November 12, 2020

£85,000 settlement for fatally negligent failure to monitor aortic stenosis

P was diagnosed with mild aortic stenosis (a narrowing in the aorta – the main artery that pumps oxygenated blood around the body) in 1999.

As is standard procedure, P was monitored periodically for aortic stenosis, and was reviewed formally in 2003. Clinicians will normally monitor the condition in this way as it does worsen over time (the disease process has been understood since the 1950s). When the disease becomes severe, symptoms will usually worsen and treatment in the form aortic valve surgery is given.

The negligence

P’s condition was reviewed again in 2005 by a locum cardiologist at the Great Western Hospital. For whatever reason, following this review, no plan was made or recorded for further monitoring, and the GP practice was not advised of the need to have a monitoring plan in place.
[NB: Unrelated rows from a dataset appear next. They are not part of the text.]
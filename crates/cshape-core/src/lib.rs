//! # cshape-core
//!
//! Verification-time half of the cshape C bindings: the static signature
//! catalog, marshaling kinds, the printf/scanf format directive parser and the
//! call-site type matcher that turns a call expression into a marshaling plan
//! or a positioned diagnostic. No `unsafe` code is permitted at the crate
//! level.

#![deny(unsafe_code)]

pub mod catalog;
pub mod diagnostic;
pub mod format;
pub mod kind;
pub mod matcher;

pub use catalog::{AbiSignature, CATALOG, FormatRole, Header, ResourceEffect, lookup, signatures_in};
pub use diagnostic::{CallSiteError, Diagnostic, SourcePos};
pub use format::{
    Directive, DirectiveKind, DirectiveRole, Directives, Expectation, FormatFamily, FormatFlags,
    FormatString, LengthMod, MalformedReason, Piece, Precision, Width, parse_format,
};
pub use kind::{MarshalKind, NumWidth, SourceType};
pub use matcher::{
    CallSite, MarshalPlan, Passing, PlanEntry, match_directives, verify_by_name, verify_call,
};
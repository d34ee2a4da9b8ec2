//! Machine-readable verification reports.

use serde::Serialize;
use sha2::{Digest, Sha256};

use crate::fixtures::FixtureSet;
use crate::runner::CaseResult;
use crate::structured_log::Outcome;

/// Summary of one harness run over a fixture set.
#[derive(Debug, Clone, Serialize)]
pub struct VerificationReport {
    pub suite: String,
    /// SHA-256 of the fixture bytes, lowercase hex.
    pub fixture_sha256: String,
    pub total: usize,
    pub passed: usize,
    pub failed: usize,
    pub skipped: usize,
    pub results: Vec<CaseResult>,
}

impl VerificationReport {
    #[must_use]
    pub fn new(set: &FixtureSet, fixture_bytes: &[u8], results: Vec<CaseResult>) -> Self {
        let count = |outcome: Outcome| results.iter().filter(|r| r.outcome == outcome).count();
        Self {
            suite: set.suite.clone(),
            fixture_sha256: sha256_hex(fixture_bytes),
            total: results.len(),
            passed: count(Outcome::Pass),
            failed: count(Outcome::Fail),
            skipped: count(Outcome::Skip),
            results,
        }
    }

    /// Every case ran and matched its expected verdict.
    #[must_use]
    pub fn is_clean(&self) -> bool {
        self.failed == 0 && self.skipped == 0
    }

    pub fn to_json(&self) -> Result<String, serde_json::Error> {
        serde_json::to_string_pretty(self)
    }
}

/// Lowercase hex SHA-256 of `data`.
#[must_use]
pub fn sha256_hex(data: &[u8]) -> String {
    use std::fmt::Write;
    let digest = Sha256::digest(data);
    let mut out = String::with_capacity(digest.len() * 2);
    for b in digest {
        let _ = write!(out, "{b:02x}");
    }
    out
}

#[cfg(test)]
mod tests {
    use super::*;
    use crate::runner::TestRunner;

    #[test]
    fn sha256_of_known_input() {
        assert_eq!(
            sha256_hex(b"abc"),
            "ba7816bf8f01cfea414140de5dae2223b00361a396177a9cb410ff61f20015ad"
        );
    }

    #[test]
    fn counts_follow_outcomes() {
        let raw = br#"{"version":"v1","suite":"r","cases":[
            {"name":"a","function":"strlen","args":["text"],
             "position":{"file":"r.c","line":1,"column":1},"expect":"accept"},
            {"name":"b","function":"strlen","args":[],
             "position":{"file":"r.c","line":2,"column":1},"expect":"accept"}
        ]}"#;
        let set = FixtureSet::from_json(std::str::from_utf8(raw).unwrap()).unwrap();
        let report = VerificationReport::new(&set, raw, TestRunner::new("r").run(&set));
        assert_eq!((report.total, report.passed, report.failed, report.skipped), (2, 1, 1, 0));
        assert!(!report.is_clean());
        assert_eq!(report.fixture_sha256, sha256_hex(raw));
        let json: serde_json::Value = serde_json::from_str(&report.to_json().unwrap()).unwrap();
        assert_eq!(json["results"][1]["actual"]["reject"], "ArgumentCountMismatch");
    }
}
From approximately 2009 onwards, P became increasingly breathless, and complained about this to his GP in March 2009. In October 2011, P again presented to his GP complaining of a chesty cough and of feeling unwell.
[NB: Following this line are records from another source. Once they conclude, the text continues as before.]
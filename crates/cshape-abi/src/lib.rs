//! # cshape-abi
//!
//! Runtime half of the cshape C bindings: the value marshaler, the comparator
//! trampoline for `qsort`/`bsearch`, and native invocation of the bound C
//! functions behind ownership checks.
//!
//! # Architecture
//!
//! ```text
//! call -> verify (cshape-core) -> ownership check (cshape-membrane)
//!      -> marshal -> native libc -> register/release handles -> return
//! ```
//!
//! Every refusal (failed verification, released handle, narrowing, buffer too
//! small) is reported before the native function runs.
//!
//! - **Marshaler** (`marshal`): managed values to native representations and
//!   back
//! - **Trampoline** (`trampoline`): closure-backed comparators for the native
//!   sort and search routines
//! - **Binding** (`binding`, `heap`, `stream`, `format_call`): the bound call
//!   families over one ownership tracker
//! - **Metrics** (`metrics`): boundary counters
//!
//! Widths and the `FILE*` layout assume an LP64 Unix target.

pub mod binding;
pub mod error;
pub mod format_call;
pub mod heap;
pub mod marshal;
pub mod metrics;
pub mod stream;
pub mod trampoline;

pub use binding::Binding;
pub use error::BindError;
pub use format_call::EOF;
pub use marshal::{CallFrame, NativeArg, OutRef, Value, c_text, unmarshal};
pub use metrics::{AbiMetrics, AbiMetricsSnapshot, abi_metrics};
pub use stream::{FileMode, ParseFileModeError, SeekOrigin};
pub use trampoline::{ElementView, search_elements, search_slice, sort_elements, sort_slice};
P was referred for echocardiography (an ultrasound investigation) following his presentation at a Rapid Access Chest Pain Clinic on 20 April 2012. He then developed breathlessness two days later and was taken to the Great Western Hospital, and admitted. The presence of severe aortic stenosis was recorded.

Following his admission, P was listed for aortic valve replacement surgery, initially at the Bristol Royal Infirmary and thereafter at the John Radcliffe Hospital. He then developed hospital-acquired pneumonia and his condition deteriorated. He died in May 2012.

The claim

P’s widow issued a claim and served proceedings. It was her case that P’s treatment was negligent, in that there was a failure to institute monitoring of his condition of aortic stenosis in 2005, and/or to advise his GP of the necessity of instituting such monitoring.
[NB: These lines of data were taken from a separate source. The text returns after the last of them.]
impl Binding<'_> {
    /// Render a verified print call into bytes, without a terminating NUL.
    fn render(&self, verified: &Verified<'_>, args: &mut [Value<'_>]) -> Result<Vec<u8>, BindError> {
        let mut frame = CallFrame::new(self.tracker());
        let mut slots = Slots::new(&verified.plan, args);
        let mut out = Vec::new();
        for piece in &verified.pieces {
            let (spec, star_args, directive) = match piece {
                Piece::Literal(text) => {
                    out.extend_from_slice(text.replace("%%", "%").as_bytes());
                    continue;
                }
                Piece::Conversion {
                    spec,
                    star_args,
                    directive,
                } => (spec, *star_args, directive),
            };

            let mut stars = Vec::with_capacity(star_args);
            for _ in 0..star_args {
                let (entry, value) = slots.next(directive)?;
                match frame.marshal(value, value_kind(entry)).map_err(refused)? {
                    NativeArg::Int { bits, .. } => stars.push(bits as c_int),
                    _ => {
                        return Err(refused(BindError::KindMismatch {
                            expected: entry.kind,
                            actual: value.source_type(),
                        }));
                    }
                }
            }

            let (entry, value) = slots.next(directive)?;
            if directive.kind == DirectiveKind::Count {
                store_count(value, out.len())?;
                continue;
            }
            let native = frame.marshal(value, value_kind(entry)).map_err(refused)?;
            out.extend(render_conversion(spec, &stars, vararg(native, entry.kind))?);
        }
        Ok(out)
    }

    /// `printf` to the C standard output. Returns the number of bytes written.
    #[track_caller]
    pub fn printf(&self, format: &str, args: &mut [Value<'_>]) -> Result<usize, BindError> {
        let position = caller_pos(Location::caller());
        let verified = verify("printf", FormatFamily::Print, &[], format, args, position)?;
        let text = self.render(&verified, args)?;
        // SAFETY: `stdout` is initialized by the C runtime before `main`.
        let file = unsafe { stdout };
        write_all(file, &text, "printf")?;
        // SAFETY: as above.
        unsafe { libc::fflush(file) };
        Ok(text.len())
    }

    /// `fprintf` to a live stream.
    #[track_caller]
    pub fn fprintf(
        &self,
        stream: Handle,
        format: &str,
        args: &mut [Value<'_>],
    ) -> Result<usize, BindError> {
        let position = caller_pos(Location::caller());
        let leading = [SourceType::Handle(stream.class)];
        let verified = verify("fprintf", FormatFamily::Print, &leading, format, args, position)?;
        let record = self.check_for("fprintf", stream)?;
        let text = self.render(&verified, args)?;
        write_all(record.handle.addr as *mut libc::FILE, &text, "fprintf")?;
        Ok(text.len())
    }

    /// `sprintf` into `dest`, refusing output that does not fit with its
    /// terminating NUL. Returns the length written, NUL excluded.
    #[track_caller]
    pub fn sprintf(
        &self,
        dest: &mut [u8],
        format: &str,
        args: &mut [Value<'_>],
    ) -> Result<usize, BindError> {
        let position = caller_pos(Location::caller());
        let verified = verify("sprintf", FormatFamily::Print, &[SourceType::Bytes], format, args, position)?;
        let text = self.render(&verified, args)?;
        if text.len() + 1 > dest.len() {
            return Err(refused(BindError::OutputBufferTooSmall {
                needed: text.len() + 1,
                available: dest.len(),
            }));
        }
        dest[..text.len()].copy_from_slice(&text);
        dest[text.len()] = 0;
        Ok(text.len())
    }

    /// `snprintf` into `dest`: truncates to `dest.len() - 1` bytes plus NUL
    /// and returns the untruncated length.
    #[track_caller]
    pub fn snprintf(
        &self,
        dest: &mut [u8],
        format: &str,
        args: &mut [Value<'_>],
    ) -> Result<usize, BindError> {
        let position = caller_pos(Location::caller());
        let leading = [SourceType::Bytes, SourceType::int(false, NumWidth::W64)];
        let verified = verify("snprintf", FormatFamily::Print, &leading, format, args, position)?;
        let text = self.render(&verified, args)?;
        if let Some(room) = dest.len().checked_sub(1) {
            let kept = text.len().min(room);
            dest[..kept].copy_from_slice(&text[..kept]);
            dest[kept] = 0;
        }
        Ok(text.len())
    }
}

fn write_all(file: *mut libc::FILE, bytes: &[u8], function: &'static str) -> Result<(), BindError> {
    if bytes.is_empty() {
        return Ok(());
    }
    AbiMetrics::inc(&abi_metrics().native_calls);
    // SAFETY: `file` is a live stream and `bytes` is readable for its length.
    let written = unsafe { libc::fwrite(bytes.as_ptr().cast(), 1, bytes.len(), file) };
    if written != bytes.len() {
        return Err(BindError::native(function));
    }
    Ok(())
}

// ---------------------------------------------------------------------------
// Scan family
// ---------------------------------------------------------------------------

enum ScanInput {
    Text(CString),
    Stream(*mut libc::FILE),
}

/// Native spec for one scan conversion writing into `target`.
///
/// `%s` and `%[` need room for the NUL, `%c` writes exactly `width` bytes.
fn scan_spec(spec: &str, directive: &Directive, target: NativeArg) -> Result<String, BindError> {
    let NativeArg::View { len, .. } = target else {
        return Ok(spec.to_string());
    };
    let too_small = |needed: usize| {
        refused(BindError::OutputBufferTooSmall {
            needed,
            available: len,
        })
    };
    match (directive.kind, directive.width) {
        (DirectiveKind::Text, Width::Fixed(width)) if width < len => Ok(spec.to_string()),
        (DirectiveKind::Text, Width::Fixed(width)) => Err(too_small(width + 1)),
        // A width of zero is not valid scanf syntax, so one byte of room is
        // the minimum.
        (DirectiveKind::Text, _) if len < 2 => Err(too_small(2)),
        (DirectiveKind::Text, _) => Ok(format!("%{}{}", len - 1, &spec[1..])),
        (DirectiveKind::Char, Width::Fixed(width)) if width > len => Err(too_small(width)),
        (DirectiveKind::Char, Width::None) if len == 0 => Err(too_small(1)),
        _ => Ok(spec.to_string()),
    }
}

fn target_ptr(native: NativeArg) -> *mut c_void {
    match native {
        NativeArg::Ptr(addr) | NativeArg::View { addr, .. } => addr as *mut c_void,
        NativeArg::Int { .. } | NativeArg::Float { .. } => std::ptr::null_mut(),
    }
}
Had the appropriate monitoring been instituted, then it is more likely than not that the deterioration of P’s aortic valve stenosis would have been monitored more effectively, and valve surgery would have been expedited. He would have undergone that surgery successfully and would not have died.

It was necessary to serve proceedings at court and as a result we managed to settle the case for P’s wife at £85,000.